Data under study below:
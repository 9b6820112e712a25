//! Authenticated caller identity.

use pollhub_db::entities::user;

/// The authenticated caller of a core operation.
///
/// Built once per request (or per WebSocket connection) from the bearer
/// token and passed explicitly into every operation that authorizes.
#[derive(Debug, Clone, PartialEq, Eq)]
pub struct Identity {
    pub user_id: String,
    /// Name shown to other viewers.
    pub display_name: String,
    /// Site administrator.
    pub is_admin: bool,
}

impl Identity {
    #[must_use]
    pub fn new(user_id: impl Into<String>, display_name: impl Into<String>) -> Self {
        Self {
            user_id: user_id.into(),
            display_name: display_name.into(),
            is_admin: false,
        }
    }

    #[must_use]
    pub fn admin(mut self) -> Self {
        self.is_admin = true;
        self
    }
}

impl From<&user::Model> for Identity {
    fn from(user: &user::Model) -> Self {
        Self {
            user_id: user.id.clone(),
            display_name: user.display_name().to_string(),
            is_admin: user.is_admin,
        }
    }
}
End of Data under study.
#### Problem statement:
Across the preceding records, count the lines with the word "operation" in them and give that figure alone.

#### Answer for the task:
2